I came to CIU because I wanted to go back to Turkey to work, but knew that I didn’t really have much to offer with regard to practical skills. I also thought it would be important for me to live as an adult, or something like it, before I ventured out onto the field and promptly had a nervous breakdown. Pursuing graduate education seemed to be the wisest option on my plate at the time; I still think it was the best move, and I don’t regret it, though there are times that I want to chuck it all in lieu of becoming a wandering minstrel or a champion in the competitive hot dog eating circuit (though I don’t think vegetarians really have eating contests. Tofurkey, anyone?).

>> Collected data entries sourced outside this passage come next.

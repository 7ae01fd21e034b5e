//! Change detection: decide which files a sync must (re)index and which
//! have disappeared, from the current tree SHA and the stored last one.

use std::path::PathBuf;

use crate::errors::Result;
use crate::git::{FileStatus, Vcs};
use crate::store::Store;
use crate::types::SyncMode;

/// Meta key holding the tree SHA of the last successful sync.
pub const LAST_TREE_SHA_KEY: &str = "last_tree_sha";

/// Outcome of the detection decision table.
#[derive(Debug, Clone, PartialEq, Eq)]
pub struct Detection {
    pub files: Vec<PathBuf>,
    pub is_incremental: bool,
}

pub struct FileDetection<'a> {
    vcs: &'a dyn Vcs,
    store: &'a Store,
}

impl<'a> FileDetection<'a> {
    pub fn new(vcs: &'a dyn Vcs, store: &'a Store) -> Self {
        Self { vcs, store }
    }

    /// Tree SHA for the requested sync mode. Staged currently resolves to
    /// the worktree (see DESIGN.md).
    pub fn tree_sha(&self, mode: &SyncMode) -> Result<String> {
        match mode {
            SyncMode::Worktree | SyncMode::Staged => self.vcs.worktree_tree_sha(),
            SyncMode::Rev(reference) => self.vcs.tree_sha(reference),
        }
    }

    pub fn last_tree_sha(&self) -> Result<Option<String>> {
        self.store.meta_get(LAST_TREE_SHA_KEY)
    }

    /// The decision table:
    ///
    /// | condition                | result                          |
    /// |--------------------------|---------------------------------|
    /// | force_reindex            | all files, incremental = false  |
    /// | no last tree SHA         | all files, incremental = false  |
    /// | tree SHA unchanged       | `None` — nothing to do          |
    /// | otherwise                | added/modified/renamed, true    |
    pub fn files_to_sync(
        &self,
        tree_sha: &str,
        mode: &SyncMode,
        force_reindex: bool,
    ) -> Result<Option<Detection>> {
        let last = self.last_tree_sha()?;

        if force_reindex || last.is_none() {
            return Ok(Some(Detection {
                files: self.all_files(mode)?,
                is_incremental: false,
            }));
        }
        let last = last.unwrap_or_default();
        if last == tree_sha {
            return Ok(None);
        }

        let changes = self.vcs.diff_files(Some(&last), tree_sha)?;
        let files = changes
            .into_iter()
            .filter(|c| {
                matches!(
                    c.status,
                    FileStatus::Added | FileStatus::Modified | FileStatus::Renamed
                )
            })
            .map(|c| c.path)
            .collect();
        Ok(Some(Detection {
            files,
            is_incremental: true,
        }))
    }

    /// Paths whose chunks must be dropped: deletions, plus the vacated old
    /// paths of renames. Empty when there was no previous sync.
    pub fn deleted_files(&self, tree_sha: &str) -> Result<Vec<PathBuf>> {
        let Some(last) = self.last_tree_sha()? else {
            return Ok(Vec::new());
        };
        if last == tree_sha {
            return Ok(Vec::new());
        }
        let changes = self.vcs.diff_files(Some(&last), tree_sha)?;
        let mut deleted = Vec::new();
        for change in changes {
            match change.status {
                FileStatus::Deleted => deleted.push(change.path),
                FileStatus::Renamed => {
                    if let Some(old) = change.old_path {
                        deleted.push(old);
                    }
                }
                _ => {}
            }
        }
        deleted.sort();
        Ok(deleted)
    }

    fn all_files(&self, mode: &SyncMode) -> Result<Vec<PathBuf>> {
        match mode {
            SyncMode::Worktree | SyncMode::Staged => self.vcs.list_tracked_files(),
            SyncMode::Rev(reference) => self.vcs.list_files_at(reference),
        }
    }
}
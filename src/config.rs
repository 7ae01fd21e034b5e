//! Configuration: a user-global file at a platform-conventional path, with a
//! minimal per-project overlay in `.ember/config.toml`.
//!
//! Project settings win over global settings, which win over built-in
//! defaults. Loads are permissive: a missing or malformed file falls back to
//! the next layer with a warning rather than failing the command.

use std::path::{Path, PathBuf};

use serde::{Deserialize, Serialize};
use tracing::warn;

#[derive(Debug, Clone, Serialize, Deserialize, PartialEq)]
#[serde(default)]
pub struct EmbeddingConfig {
    /// HuggingFace model repo id for the static embedding model.
    pub model: String,
    /// Output dimension of the model. Part of the fingerprint: vectors of
    /// different dimensions never share an index.
    pub dimension: usize,
    /// Maximum sequence length fed to the model; longer chunks are truncated
    /// by the encoder.
    pub max_length: usize,
    /// Encoder batch size.
    pub batch_size: usize,
}

impl Default for EmbeddingConfig {
    fn default() -> Self {
        Self {
            model: "minishlab/potion-retrieval-32M".to_string(),
            dimension: 512,
            max_length: 512,
            batch_size: 32,
        }
    }
}

#[derive(Debug, Clone, Serialize, Deserialize, PartialEq)]
#[serde(default)]
pub struct ChunkingConfig {
    /// Window height for the line-based fallback chunker.
    pub window_lines: usize,
    /// Stride for the fallback chunker; a stride below the window height
    /// gives overlapping windows.
    pub stride_lines: usize,
    /// Grammar chunks longer than this are subdivided into windows that keep
    /// the enclosing symbol name.
    pub max_chunk_lines: usize,
}

impl Default for ChunkingConfig {
    fn default() -> Self {
        Self {
            window_lines: 40,
            stride_lines: 30,
            max_chunk_lines: 200,
        }
    }
}

#[derive(Debug, Clone, Serialize, Deserialize, PartialEq)]
#[serde(default)]
pub struct SearchConfig {
    /// Default number of results for `find`.
    pub topk: usize,
    /// Over-fetch factor: each retrieval signal fetches `topk * overfetch`
    /// candidates before fusion so the fused head is well-populated.
    pub overfetch: usize,
}

impl Default for SearchConfig {
    fn default() -> Self {
        Self {
            topk: 20,
            overfetch: 4,
        }
    }
}

#[derive(Debug, Clone, Default, Serialize, Deserialize, PartialEq)]
#[serde(default)]
pub struct Config {
    pub embedding: EmbeddingConfig,
    pub chunking: ChunkingConfig,
    pub search: SearchConfig,
}

/// Partial mirror of [`Config`] used for layering: only the keys a file
/// actually sets override the layer below.
#[derive(Debug, Clone, Default, Deserialize)]
struct PartialConfig {
    embedding: Option<PartialEmbedding>,
    chunking: Option<PartialChunking>,
    search: Option<PartialSearch>,
}

#[derive(Debug, Clone, Default, Deserialize)]
struct PartialEmbedding {
    model: Option<String>,
    dimension: Option<usize>,
    max_length: Option<usize>,
    batch_size: Option<usize>,
}

#[derive(Debug, Clone, Default, Deserialize)]
struct PartialChunking {
    window_lines: Option<usize>,
    stride_lines: Option<usize>,
    max_chunk_lines: Option<usize>,
}

#[derive(Debug, Clone, Default, Deserialize)]
struct PartialSearch {
    topk: Option<usize>,
    overfetch: Option<usize>,
}

impl Config {
    fn apply(&mut self, partial: PartialConfig) {
        if let Some(e) = partial.embedding {
            if let Some(v) = e.model {
                self.embedding.model = v;
            }
            if let Some(v) = e.dimension {
                self.embedding.dimension = v;
            }
            if let Some(v) = e.max_length {
                self.embedding.max_length = v;
            }
            if let Some(v) = e.batch_size {
                self.embedding.batch_size = v;
            }
        }
        if let Some(c) = partial.chunking {
            if let Some(v) = c.window_lines {
                self.chunking.window_lines = v;
            }
            if let Some(v) = c.stride_lines {
                self.chunking.stride_lines = v;
            }
            if let Some(v) = c.max_chunk_lines {
                self.chunking.max_chunk_lines = v;
            }
        }
        if let Some(s) = partial.search {
            if let Some(v) = s.topk {
                self.search.topk = v;
            }
            if let Some(v) = s.overfetch {
                self.search.overfetch = v;
            }
        }
    }
}

fn read_partial(path: &Path) -> Option<PartialConfig> {
    let text = std::fs::read_to_string(path).ok()?;
    match toml::from_str::<PartialConfig>(&text) {
        Ok(p) => Some(p),
        Err(e) => {
            warn!("ignoring malformed config {}: {e}", path.display());
            None
        }
    }
}

/// Path of the user-global config file.
///
/// `EMBER_CONFIG_DIR` overrides the platform-conventional location, which
/// keeps tests and sandboxed environments away from the real home directory.
pub fn global_config_path() -> PathBuf {
    if let Ok(dir) = std::env::var("EMBER_CONFIG_DIR") {
        return PathBuf::from(dir).join("config.toml");
    }
    dirs::config_dir()
        .unwrap_or_else(|| PathBuf::from("."))
        .join("ember")
        .join("config.toml")
}

/// Resolve the effective configuration for a project.
pub fn load_config(ember_dir: &Path) -> Config {
    let mut cfg = Config::default();
    if let Some(global) = read_partial(&global_config_path()) {
        cfg.apply(global);
    }
    if let Some(project) = read_partial(&ember_dir.join("config.toml")) {
        cfg.apply(project);
    }
    cfg
}

/// Write the user-global config with full defaults, serving as documentation
/// of every available key. Called on the first `init`.
pub fn create_global_config_file(path: &Path) -> std::io::Result<()> {
    if let Some(parent) = path.parent() {
        std::fs::create_dir_all(parent)?;
    }
    let body = toml::to_string_pretty(&Config::default()).unwrap_or_default();
    let text = format!(
        "# ember user-global configuration.\n\
         # Project-level .ember/config.toml overrides any key set here.\n\n{body}"
    );
    std::fs::write(path, text)
}

/// Write the minimal project config: empty, everything inherited.
pub fn create_project_config(path: &Path) -> std::io::Result<()> {
    let text = "# ember project configuration.\n\
                # Settings here override the user-global config.\n\
                # See the global file for all available keys.\n";
    std::fs::write(path, text)
}

#[cfg(test)]
mod tests {
    use super::*;

    #[test]
    fn defaults_are_sane() {
        let cfg = Config::default();
        assert!(cfg.chunking.stride_lines <= cfg.chunking.window_lines);
        assert!(cfg.search.overfetch >= 1);
        assert!(!cfg.embedding.model.is_empty());
    }

    #[test]
    fn project_overrides_global_overrides_defaults() {
        let mut cfg = Config::default();
        let global: PartialConfig = toml::from_str(
            "[search]\ntopk = 10\noverfetch = 2\n[embedding]\nmodel = \"global/model\"\n",
        )
        .unwrap();
        let project: PartialConfig = toml::from_str("[search]\ntopk = 5\n").unwrap();

        cfg.apply(global);
        cfg.apply(project);

        assert_eq!(cfg.search.topk, 5); // project wins
        assert_eq!(cfg.search.overfetch, 2); // global wins
        assert_eq!(cfg.embedding.model, "global/model");
        assert_eq!(cfg.chunking.window_lines, 40); // default survives
    }

    #[test]
    fn malformed_file_is_ignored() {
        let dir = tempfile::tempdir().unwrap();
        std::fs::write(dir.path().join("config.toml"), "not [valid toml").unwrap();
        assert!(read_partial(&dir.path().join("config.toml")).is_none());
    }

    #[test]
    fn global_config_roundtrips() {
        let dir = tempfile::tempdir().unwrap();
        let path = dir.path().join("ember").join("config.toml");
        create_global_config_file(&path).unwrap();
        let parsed: PartialConfig =
            toml::from_str(&std::fs::read_to_string(&path).unwrap()).unwrap();
        assert_eq!(
            parsed.embedding.unwrap().model.unwrap(),
            EmbeddingConfig::default().model
        );
    }
}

But since coming here, I’ve noticed that my emergency preparedness button has gone into overdrive. Suddenly, I’m wondering if I need to get a Master’s in Theology before I go; and what about getting a PhD in clinical psychology? That will be useful to my clients. And if I’m working toward more degrees, anyway, how about if I pick up a degree in ICS or Muslim Studies? While I’m at it, I want to be involved in community development somewhere, just in case, and I need to be networking so that I can raise support, and I need to learn how to teach, in case I ever need to teach something while I am there. . .
And so on, and so forth.
In all my ambition, I have to wonder whether I will end up so prepared that I will no longer be useful. God gets kind of gleeful about using people who aren’t particularly impressive, ala I Corinthians 1:27. Joseph’s role as “slave” was certainly not training him to assume the second-highest position in one of the greatest empires of the time. Moses, as a terrible and terrified public speaker, was promptly installed in the position of “great leader of Israel.” David’s key developmental years were spent learning how to protect and pasture a flock of sheep, not preparing to draw up plans for military strategy and lead a nation.

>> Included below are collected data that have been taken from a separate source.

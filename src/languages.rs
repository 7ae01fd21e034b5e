//! Unified language registry.
//!
//! Single source of truth for extension -> language mappings used by file
//! filtering (which extensions are indexable code), preprocessing (semantic
//! language codes for the chunker), and display (lexer names).

/// Information about one file extension.
#[derive(Debug, Clone, Copy, PartialEq, Eq)]
pub struct LanguageInfo {
    /// Language code for semantic processing (e.g. "py", "ts"). Used by the
    /// chunker to pick a grammar and stored on every chunk.
    pub semantic: &'static str,
    /// Lexer name for syntax display (e.g. "python").
    pub lexer: &'static str,
    /// Whether the extension represents indexable source code. Config, data,
    /// and documentation files are rendered when shown but never indexed.
    pub is_code: bool,
}

const fn code(semantic: &'static str, lexer: &'static str) -> LanguageInfo {
    LanguageInfo {
        semantic,
        lexer,
        is_code: true,
    }
}

const fn text(lexer: &'static str) -> LanguageInfo {
    LanguageInfo {
        semantic: "txt",
        lexer,
        is_code: false,
    }
}

/// Master registry mapping lowercase file extensions (without the dot) to
/// language info. To add a language, add a single entry here.
pub const LANGUAGE_REGISTRY: &[(&str, LanguageInfo)] = &[
    // Python
    ("py", code("py", "python")),
    ("pyi", code("py", "python")),
    // JavaScript/TypeScript
    ("js", code("js", "javascript")),
    ("jsx", code("js", "javascript")),
    ("mjs", code("js", "javascript")),
    ("cjs", code("js", "javascript")),
    ("ts", code("ts", "typescript")),
    ("tsx", code("ts", "typescript")),
    // Go
    ("go", code("go", "go")),
    // Rust
    ("rs", code("rs", "rust")),
    // Java/JVM
    ("java", code("java", "java")),
    ("kt", code("java", "kotlin")),
    ("scala", code("java", "scala")),
    // C/C++
    ("c", code("c", "c")),
    ("h", code("c", "c")),
    ("cpp", code("cpp", "cpp")),
    ("cc", code("cpp", "cpp")),
    ("cxx", code("cpp", "cpp")),
    ("hpp", code("cpp", "cpp")),
    ("hh", code("cpp", "cpp")),
    ("hxx", code("cpp", "cpp")),
    // C#
    ("cs", code("cs", "csharp")),
    // Ruby
    ("rb", code("rb", "ruby")),
    // PHP
    ("php", code("php", "php")),
    // Swift
    ("swift", code("swift", "swift")),
    // Shell
    ("sh", code("sh", "bash")),
    ("bash", code("sh", "bash")),
    ("zsh", code("sh", "bash")),
    // Web frameworks
    ("vue", code("vue", "vue")),
    ("svelte", code("svelte", "html")),
    // Query/Schema languages
    ("sql", code("sql", "sql")),
    ("proto", code("proto", "protobuf")),
    ("graphql", code("graphql", "graphql")),
    // Data/Config (highlighted but not indexed as code)
    ("yaml", text("yaml")),
    ("yml", text("yaml")),
    ("json", text("json")),
    ("toml", text("toml")),
    // Documentation (highlighted but not indexed as code)
    ("md", text("markdown")),
    ("txt", text("text")),
];

const DEFAULT_LANGUAGE: LanguageInfo = text("text");

fn lookup(ext: &str) -> Option<LanguageInfo> {
    let ext = ext.to_lowercase();
    LANGUAGE_REGISTRY
        .iter()
        .find(|(e, _)| *e == ext)
        .map(|(_, info)| *info)
}

fn ext_of(path: &std::path::Path) -> String {
    path.extension()
        .and_then(|e| e.to_str())
        .unwrap_or("")
        .to_lowercase()
}

/// Semantic language code for a path. Defaults to "txt" for unknown
/// extensions.
pub fn semantic_language(path: &std::path::Path) -> &'static str {
    lookup(&ext_of(path)).unwrap_or(DEFAULT_LANGUAGE).semantic
}

/// Lexer name for display purposes. Defaults to "text".
pub fn lexer_name(path: &std::path::Path) -> &'static str {
    lookup(&ext_of(path)).unwrap_or(DEFAULT_LANGUAGE).lexer
}

/// Whether the path's extension represents indexable source code.
pub fn is_code_file(path: &std::path::Path) -> bool {
    lookup(&ext_of(path)).map(|i| i.is_code).unwrap_or(false)
}

#[cfg(test)]
mod tests {
    use super::*;
    use std::path::Path;

    #[test]
    fn semantic_codes() {
        assert_eq!(semantic_language(Path::new("a/b/main.py")), "py");
        assert_eq!(semantic_language(Path::new("lib.RS")), "rs");
        assert_eq!(semantic_language(Path::new("page.tsx")), "ts");
        assert_eq!(semantic_language(Path::new("notes.md")), "txt");
        assert_eq!(semantic_language(Path::new("Makefile")), "txt");
    }

    #[test]
    fn code_detection_excludes_config_and_docs() {
        assert!(is_code_file(Path::new("main.go")));
        assert!(is_code_file(Path::new("schema.sql")));
        assert!(!is_code_file(Path::new("config.yaml")));
        assert!(!is_code_file(Path::new("README.md")));
        assert!(!is_code_file(Path::new("Cargo.toml")));
        assert!(!is_code_file(Path::new("no_extension")));
    }

    #[test]
    fn lexer_names_for_display() {
        assert_eq!(lexer_name(Path::new("x.kt")), "kotlin");
        assert_eq!(lexer_name(Path::new("x.unknown")), "text");
    }
}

The key thing God appears to be looking for, in terms of preparedness, is relationship. Joseph was ‘just’ a slave, but he was a slave in tune with God. David was a ‘only’ a shepherd, but he was a shepherd who loved God with all his heart. Moses. . .well, Moses appears to have been a bit of a bum before he finally followed God’s lead and returned to Egypt, but his story illustrates, perhaps even more than those of Joseph and David, that God can and does use fallen people, cowardly people, stubborn people, and so on and so forth.
Certainly preparation is important to any walk of life, and it becomes absolutely critical before engaging in cross-cultural ministry. I do, therefore, intend to continue to work toward the development of necessary skills and character before I go.
The moment, however, I allow my skill-building attempts to take precedence over the development of my relationship with God; when I begin to assume that I need to have all my ducks in a row, degree-wise, before I can be of use to God; in short, when I try to control the nature and outcome of my service to God, rather than allowing Him to use me as He sees fit, I have just shaken the foundation of my usefulness, as far as He is concerned.
Quite frankly, there is a very good likelihood that He will choose to use any and all of us in ways that we never could have foreseen and in areas for which we do not feel equipped. But He asks for submission, not perfection, and He can use our mistakes, defects, and yes, even our unpreparedness to demonstrate His own awesomeness and glory.